How to complete this task - Within the listing below, how many lines hold the string "payload"? Only the number should be given.

BEGIN

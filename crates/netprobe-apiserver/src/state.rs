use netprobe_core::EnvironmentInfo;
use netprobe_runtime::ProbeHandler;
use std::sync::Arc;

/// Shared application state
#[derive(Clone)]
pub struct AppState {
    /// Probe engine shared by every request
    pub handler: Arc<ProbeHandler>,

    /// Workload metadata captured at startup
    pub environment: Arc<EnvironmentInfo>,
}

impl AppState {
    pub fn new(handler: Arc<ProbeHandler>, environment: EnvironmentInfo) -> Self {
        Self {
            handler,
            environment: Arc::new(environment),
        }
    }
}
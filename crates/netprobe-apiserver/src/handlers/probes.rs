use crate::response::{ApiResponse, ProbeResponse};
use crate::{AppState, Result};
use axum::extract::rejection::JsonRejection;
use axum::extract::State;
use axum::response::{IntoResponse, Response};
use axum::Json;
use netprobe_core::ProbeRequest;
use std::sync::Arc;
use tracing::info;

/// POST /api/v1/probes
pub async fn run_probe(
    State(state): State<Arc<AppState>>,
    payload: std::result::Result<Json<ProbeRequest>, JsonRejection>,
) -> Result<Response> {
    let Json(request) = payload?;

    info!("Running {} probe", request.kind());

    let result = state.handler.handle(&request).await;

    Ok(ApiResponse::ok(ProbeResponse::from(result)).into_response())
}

END

Task output - 2